Correspondence author. E-mail: Bernt-Erik.Sather@bio.ntnu.no

Summary

1.  One of the greatest challenges in ecology is to develop tools that can give reliable projections of future population fluctuations as well as to quantity uncertainties. The population prediction interval (PPI), i.e. the stochastic interval that includes a given population size with a certain probability, is affected by changes in expected population size, e.g. due to density regulation, fluctuations in population size because of demographic and environmental stochasticity, uncertainties and biases in parameter estimates, and observation error in estimates of population size.

2.  The aim of this study was to examine how PPI can be used to obtain reliable projections of future population fluctuations. Our approach is to split long time series into two parts: the first part is used for parameter estimation and the second part is used for comparing population predictions with actual population sizes after a certain period of time.

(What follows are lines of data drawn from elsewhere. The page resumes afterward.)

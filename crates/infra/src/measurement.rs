// crates/infra/src/measurement.rs
//! ファイル単位の行数計測

use std::path::Path;

use author_sloc_core::count_bytes;
use author_sloc_ports::counting::LineCounter;
use author_sloc_shared_kernel::{InfrastructureError, Result, SourceCounts};
use tracing::debug;

use crate::persistence::FileReader;

/// Counts code/comment lines with the per-extension line classifiers.
#[derive(Debug, Default, Clone, Copy)]
pub struct SourceLineCounter;

impl SourceLineCounter {
    pub fn new() -> Self {
        Self
    }
}

impl LineCounter for SourceLineCounter {
    fn count(&self, path: &Path) -> Result<SourceCounts> {
        let bytes = FileReader::read_to_end(path).map_err(|source| InfrastructureError::FileRead {
            path: path.to_path_buf(),
            source,
        })?;
        let extension = path.extension().and_then(|ext| ext.to_str()).unwrap_or_default();

        let analysis = count_bytes(&bytes, extension);
        if analysis.is_binary {
            debug!(path = %path.display(), "binary content, counted as empty");
        }
        Ok(analysis.source_counts())
    }
}
// crates/ports/src/filesystem.rs
use std::path::{Path, PathBuf};

use author_sloc_shared_kernel::Result;

/// Input parameters controlling file enumeration.
#[derive(Debug, Clone, PartialEq, Eq)]
pub struct ScanPlan {
    pub root: PathBuf,
    /// Extensions without the leading dot, matched exactly and case-sensitively.
    pub extensions: Vec<String>,
    /// Glob patterns; a file matching any of them is skipped.
    pub exclude_patterns: Vec<String>,
    pub include_hidden: bool,
    /// Descend into symlinked directories and read symlinked files.
    pub follow_links: bool,
}

impl ScanPlan {
    pub const DEFAULT_EXTENSION: &'static str = "java";

    /// `root` 配下の `.java` を対象とする既定プラン
    pub fn new(root: impl Into<PathBuf>) -> Self {
        Self {
            root: root.into(),
            extensions: vec![Self::DEFAULT_EXTENSION.to_string()],
            exclude_patterns: Vec::new(),
            include_hidden: true,
            follow_links: true,
        }
    }

    /// Whether `path` carries one of the planned extensions.
    #[must_use]
    pub fn accepts_extension(&self, path: &Path) -> bool {
        path.extension()
            .and_then(|ext| ext.to_str())
            .is_some_and(|ext| self.extensions.iter().any(|want| want == ext))
    }
}

/// Port for enumerating source files.
pub trait FileEnumerator: Send + Sync {
    /// Returns every matching regular file under the plan's root.
    fn collect(&self, plan: &ScanPlan) -> Result<Vec<PathBuf>>;
}

/// Port for reading a source file as text.
pub trait SourceReader: Send + Sync {
    /// Fails on unreadable files and on content that is not valid UTF-8.
    fn read_to_string(&self, path: &Path) -> Result<String>;
}
// crates/core/src/language/processors/simple_hash_style.rs
//! シンプルな Hash スタイル (#) のコメント処理
//!
//! 対象: Shell, Python, Ruby, YAML, TOML など

use super::super::processor_trait::{LineKind, LineParts, LineProcessor};
use super::super::string_utils::{
    StringSkipOptions, classify_fragment, find_outside_string_with_options,
};

/// 単純な Hash コメントプロセッサ
#[derive(Debug, Default)]
pub struct SimpleHashProcessor {
    options: StringSkipOptions,
    line_count: usize,
}

impl LineProcessor for SimpleHashProcessor {
    fn classify_line(&mut self, line: &str) -> LineKind {
        self.process(line)
    }

    fn reset(&mut self) {
        self.line_count = 0;
    }
}

impl SimpleHashProcessor {
    #[must_use]
    pub const fn new(options: StringSkipOptions) -> Self {
        Self {
            options,
            line_count: 0,
        }
    }

    pub fn process(&mut self, line: &str) -> LineKind {
        let first_line = self.line_count == 0;
        self.line_count += 1;

        let trimmed = line.trim();
        if trimmed.is_empty() {
            return LineKind::Blank;
        }

        // shebang 行 (最初の行のみ)
        if first_line && trimmed.starts_with("#!") {
            return LineKind::Comment;
        }

        let mut parts = LineParts::default();
        match find_outside_string_with_options(line, "#", self.options) {
            Some(pos) => {
                parts.add_fragment(classify_fragment(&line[..pos], self.options));
                parts.comment = true;
            }
            None => parts.add_fragment(classify_fragment(line, self.options)),
        }
        parts.kind()
    }
}
//! # Ports
//!
//! Interface definitions for external dependencies.
//!
//! This crate defines traits that abstract external concerns:
//!
//! - [`filesystem`]: Directory traversal and source file reading
//! - [`counting`]: Code/comment line counting for one file
//! - [`progress`]: Per-file notifications while a scan runs
//!
//! These ports allow the aggregation use case to remain
//! independent of specific implementations.

// crates/ports/src/lib.rs
#![allow(clippy::multiple_crate_versions)]

pub mod counting;
pub mod filesystem;
pub mod progress;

3.  Here we use the Common Birds Census – data from the UK for several species of passerines. Unbiased predictions will give a uniform distribution of the recorded population sizes across the PPI when transformed to a scale defined by the quantiles of the PPI. However, deviations from a uniform distribution reveal biases in the predictions. For instance, if there is a predominance of recorded population sizes in the upper quantiles of the PPI, this shows that our predictions underestimate future population sizes.

4.  Unbiased predictions required models that included both partitioning of stochastic influences into demographic and environmental stochasticity as well as observation error.

5.  Precision in the population predictions was improved when including observation error as well as density dependence.

6.  We recommend that predictions of future fluctuations of small passerine populations are based on models that include density dependence as well as observation error and estimates of the demographic variance that is obtained from individual-based demographic data or based on species-specific life-history characteristics.

7.  These results show that constructing PPI by stochastic simulations may be a useful tool for obtaining reliable population projections.